The detection is a density check: a page with five or more internal links is a navigation page, not a body page with the odd footnote link. The extraction joins each link’s clickable rectangle back to the text under it, then strips the leaders and the trailing page label.

import fitz   # PyMuPDF

def extract_toc_from_links(pdf_path, min_links=5):
    """The contents page is the page carrying the most internal links."""
    doc = fitz.open(pdf_path)
    best = []
    for page in doc:
        entries = []
        for link in page.get_links():
            if link["kind"] != fitz.LINK_GOTO:        # internal jump only
                continue
            label = clean(text_under_rect(page, link["from"]))
            if label:
                entries.append({"title": label,
                                "start_page": link["page"] + 1,  # target page
                                "level": 1})
        if len(entries) >= min_links and len(entries) > len(best):
            best = entries                            # richest link page wins
    return best

Run it on the Framework and the recovered contents are clean:

Every title resolved to a real page, no LLM, no guesswork.

Put the detector’s output next to the page it read and you can check it by eye. The Framework’s contents page lists each section, then a List of Figures and a List of Tables; the detector recovers all three groups, titles and target pages matching line for line.

Left, the document's own contents page; right, what the detector returns.

This is the case to hope for. It is deterministic, it is exact, and the page mapping is solved by the document itself. The catch is that most documents that lack a native outline also lack clickable links, which takes us to the harder case.

4. Read the Printed Contents Page, Then Find Its Real Pages

Case 3 is the common one: a printed table of contents with no links behind it — a page headed “Contents” or “Table of contents”, a column of titles, a column of page numbers, often joined by dot leaders. FIPS 202 has exactly this. A human reads it at a glance. Parsing it has two distinct steps, and the second is the one people skip.

4.1 Detecting and Reading the Contents Page

First, find the contents page. The signal that actually separates a contents page from prose is dot-leader density: several lines of the shape Some title .......... 42. A keyword like “contents” raises confidence but is not required, and on its own is a weak signal (a sentence can say “table of contents”). The reader works on line_df alone, so it is engine-agnostic.

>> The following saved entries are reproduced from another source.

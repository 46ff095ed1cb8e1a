//! Unified error types using thiserror
//!
//! Every variant is fatal to the single smoke run; nothing is caught and
//! retried. The top level logs the message and exits non-zero.

use thiserror::Error;

#[derive(Debug, Error)]
pub(crate) enum AppError {
    /// Port allocation or server bind failed; aborts before any request is made.
    #[error("bind error: {0}")]
    Bind(#[from] std::io::Error),
    /// The client could not reach the server at all.
    #[error("connection error: {0}")]
    Connection(String),
    /// No response arrived within the fetch timeout.
    #[error("timed out waiting for response: {0}")]
    Timeout(String),
    /// The homepage answered, but not with 200.
    #[error("unexpected status: {0}")]
    UnexpectedStatus(u16),
    /// The homepage answered 200, but the body lacks the required substring.
    #[error("response body missing expected marker {0:?}")]
    MissingMarker(String),
    #[error("config error: {0}")]
    Config(#[from] config::ConfigError),
    /// Client-side failures that are neither timeout nor connect refusal.
    #[error("fetch error: {0}")]
    Fetch(String),
}

impl From<reqwest::Error> for AppError {
    fn from(e: reqwest::Error) -> Self {
        if e.is_timeout() {
            AppError::Timeout(e.to_string())
        } else if e.is_connect() {
            AppError::Connection(e.to_string())
        } else {
            AppError::Fetch(e.to_string())
        }
    }
}

pub(crate) type AppResult<T> = Result<T, AppError>;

In: line_df. Out: entries with a title and a displayed_page, the page number as printed on the line.

import re
# "Introduction ......... 12"             "Introduction       12"
DOTTED   = re.compile(r"^(.*?\S)[.…](?:[.…\s]){2,}(\d{1,3})$")
TRAILING = re.compile(r"^(.{2,70}?\S)\s{2,}(\d{1,3})$")

def extract_toc_from_contents(line_df):
    entries = []
    for page in find_contents_pages(line_df):    # pages dense in dot leaders
        for line in lines_of(line_df, page):
            m = DOTTED.match(line) or TRAILING.match(line)
            if m:
                title, label = m.group(1).strip(), int(m.group(2))
                entries.append({"title": title,
                                "displayed_page": label,      # printed label
                                "level": infer_level(title)}) # "2.3.1" -> 3
    return entries

4.2 The Label Is Not the Page

Here is the subtlety. The contents page says Introduction .... 1. Page 1 of the file is the cover, not the introduction. A front matter of a cover, a foreword, and the contents page itself sits in front, so the printed label and the physical page live in different numbering spaces. The alignment step resolves this offset by scanning the document for pages whose extracted text matches the printed label, anchoring the printed numbering to the file’s physical page indices and shifting every entry accordingly. Once that offset is known, every displayed_page maps cleanly to a start_page the rest of the pipeline can use.